Our primary goal with Parsoid today is to ensure maximum compatibility with the current default parser -- without that, it would be impossible to switch over to Parsoid for all page rendering use cases.
But, at the core, Parsoid's design has always pursued a
processing model where content (fragment) generators (whether
templates, extensions, parser functions, or in the future wiki
functions or other page components) are decoupled from the page
where they are embedded. This lets us process them independently
and incorporate those generated fragments efficiently. Parsoid
uses this model for extensions already. But, that model hasn't
held up for templates as they are implemented today because of how
they are used and what they generate (snippets of text that can be
full or partial attributes, mix of attributes and content, parts
of tables) -- table use cases being the most egregious of those.
So given these practical realities, the simplest course of action
for us to handle templates today is to have them be fully expanded
as textual strings and do additional processing within Parsoid.

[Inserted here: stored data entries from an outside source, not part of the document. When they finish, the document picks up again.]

//! Process-wide registry of loaded model handles.
//!
//! The registry is built once at startup from the configuration and then
//! shared (behind an `Arc`) by every request. Artifacts that cannot be loaded
//! are skipped and recorded as [`Omission`]s; only a family with no usable
//! classifier at all is an error, and only when a request asks for it.

use crate::config::AppConfig;
use crate::error::{PipelineError, Result};
use crate::models::loader::{InferenceModel, ModelSource};
use crate::preprocess::ImageTensor;
use crate::types::family::DiseaseFamily;
use std::collections::BTreeMap;
use std::fmt;
use std::path::{Path, PathBuf};
use std::sync::Mutex;
use std::time::{Duration, Instant};
use tracing::{info, warn};

/// A named model behind its own lock.
///
/// The lock is held for exactly one inference call.
pub struct ModelHandle {
    name: String,
    model: Mutex<Box<dyn InferenceModel>>,
}

impl ModelHandle {
    pub fn new(name: impl Into<String>, model: Box<dyn InferenceModel>) -> Self {
        Self {
            name: name.into(),
            model: Mutex::new(model),
        }
    }

    pub fn name(&self) -> &str {
        &self.name
    }

    /// Run the model once, returning its flat output and the time spent
    /// inside the model (lock wait excluded).
    pub fn infer(&self, input: &ImageTensor) -> Result<(Vec<f32>, Duration)> {
        let mut model = self
            .model
            .lock()
            .map_err(|_| PipelineError::inference(&self.name, "model lock poisoned"))?;

        let start = Instant::now();
        let output = model
            .run(input)
            .map_err(|e| PipelineError::inference(&self.name, e))?;
        Ok((output, start.elapsed()))
    }
}

impl fmt::Debug for ModelHandle {
    fn fmt(&self, f: &mut fmt::Formatter<'_>) -> fmt::Result {
        f.debug_struct("ModelHandle").field("name", &self.name).finish()
    }
}

/// Why an artifact was left out of the registry
#[derive(Debug, Clone, PartialEq, Eq)]
pub enum OmissionReason {
    /// Path does not exist
    Missing,
    /// File is not in the loader's artifact format
    WrongFormat,
    /// The runtime refused to initialize the artifact
    InitFailed(String),
}

impl fmt::Display for OmissionReason {
    fn fmt(&self, f: &mut fmt::Formatter<'_>) -> fmt::Result {
        match self {
            OmissionReason::Missing => f.write_str("artifact not found"),
            OmissionReason::WrongFormat => f.write_str("wrong artifact format"),
            OmissionReason::InitFailed(cause) => write!(f, "initialization failed: {}", cause),
        }
    }
}

/// One artifact that was requested but not loaded
#[derive(Debug, Clone, PartialEq, Eq)]
pub struct Omission {
    /// Family the classifier belongs to; `None` for the relevance detector
    pub family: Option<DiseaseFamily>,
    pub model: String,
    pub path: PathBuf,
    pub reason: OmissionReason,
}

/// Owner of every classifier and detector handle.
#[derive(Debug, Default)]
pub struct ModelRegistry {
    classifiers: BTreeMap<DiseaseFamily, BTreeMap<String, ModelHandle>>,
    detector: Option<ModelHandle>,
    omissions: Vec<Omission>,
}

impl ModelRegistry {
    /// Empty registry; handles are added with [`with_classifier`] and
    /// [`with_detector`].
    ///
    /// [`with_classifier`]: ModelRegistry::with_classifier
    /// [`with_detector`]: ModelRegistry::with_detector
    pub fn new() -> Self {
        Self::default()
    }

    /// Load every configured artifact through `source`.
    pub fn load(config: &AppConfig, source: &dyn ModelSource) -> Self {
        let mut registry = Self::new();

        if let Some(path) = &config.models.detector {
            registry.detector = registry.load_artifact(source, None, "autoencoder", path);
        } else {
            info!("No relevance detector configured, gate disabled");
        }

        for (family, family_config) in config.families.iter() {
            for (name, path) in &family_config.models {
                if let Some(handle) = registry.load_artifact(source, Some(family), name, path) {
                    registry
                        .classifiers
                        .entry(family)
                        .or_default()
                        .insert(name.clone(), handle);
                }
            }

            info!(
                family = %family,
                loaded = registry.classifier_count(family),
                requested = family_config.models.len(),
                "Classifier set loaded"
            );
        }

        if !registry.omissions.is_empty() {
            warn!(
                omitted = registry.omissions.len(),
                "Some model artifacts were not loaded"
            );
        }

        registry
    }

    fn load_artifact(
        &mut self,
        source: &dyn ModelSource,
        family: Option<DiseaseFamily>,
        name: &str,
        path: &Path,
    ) -> Option<ModelHandle> {
        let reason = if !path.exists() {
            OmissionReason::Missing
        } else if !has_extension(path, source.extension()) {
            OmissionReason::WrongFormat
        } else {
            match source.open(name, path) {
                Ok(model) => return Some(ModelHandle::new(name, model)),
                Err(e) => OmissionReason::InitFailed(format!("{:#}", e)),
            }
        };

        warn!(
            model = %name,
            family = ?family,
            path = %path.display(),
            reason = %reason,
            "Model artifact omitted"
        );
        self.omissions.push(Omission {
            family,
            model: name.to_string(),
            path: path.to_path_buf(),
            reason,
        });
        None
    }

    /// Register an already constructed classifier.
    pub fn with_classifier(
        mut self,
        family: DiseaseFamily,
        name: &str,
        model: Box<dyn InferenceModel>,
    ) -> Self {
        self.classifiers
            .entry(family)
            .or_default()
            .insert(name.to_string(), ModelHandle::new(name, model));
        self
    }

    /// Register an already constructed relevance detector.
    pub fn with_detector(mut self, model: Box<dyn InferenceModel>) -> Self {
        self.detector = Some(ModelHandle::new("autoencoder", model));
        self
    }

    /// Usable classifiers for `family`, keyed by model identifier.
    pub fn classifiers(&self, family: DiseaseFamily) -> Result<&BTreeMap<String, ModelHandle>> {
        self.classifiers
            .get(&family)
            .filter(|handles| !handles.is_empty())
            .ok_or(PipelineError::ModelsUnavailable { family })
    }

    pub fn classifier_count(&self, family: DiseaseFamily) -> usize {
        self.classifiers.get(&family).map_or(0, BTreeMap::len)
    }

    /// Identifiers of the loaded classifiers for `family`.
    pub fn model_names(&self, family: DiseaseFamily) -> Vec<String> {
        self.classifiers
            .get(&family)
            .map(|handles| handles.keys().cloned().collect())
            .unwrap_or_default()
    }

    pub fn detector(&self) -> Option<&ModelHandle> {
        self.detector.as_ref()
    }

    /// Artifacts that were requested but not loaded.
    pub fn omissions(&self) -> &[Omission] {
        &self.omissions
    }
}

fn has_extension(path: &Path, expected: &str) -> bool {
    path.extension()
        .and_then(|ext| ext.to_str())
        .map(|ext| ext.eq_ignore_ascii_case(expected))
        .unwrap_or(false)
}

But, Parsoid still is able to clearly demarcate page content that
comes from templates (and other content generators) even where the
template content combines with page level content in some complex
ways (some caused by table content markup errors causing content
fostering -- a source of unnecessary complexity and headaches for
us).
Our goal is to start moving towards the original decoupled processing model for templates as well, but only after we are able to switch over to Parsoid more fully and that is looking closer than ever at this point. But, that is going to be a gradual evolution -- there are various proposals we have considered in the past here, but typing is probably the overarching concept that ties all those ideas together.
Hope that answers your primary question. Some additional
tangential details below while I am at it.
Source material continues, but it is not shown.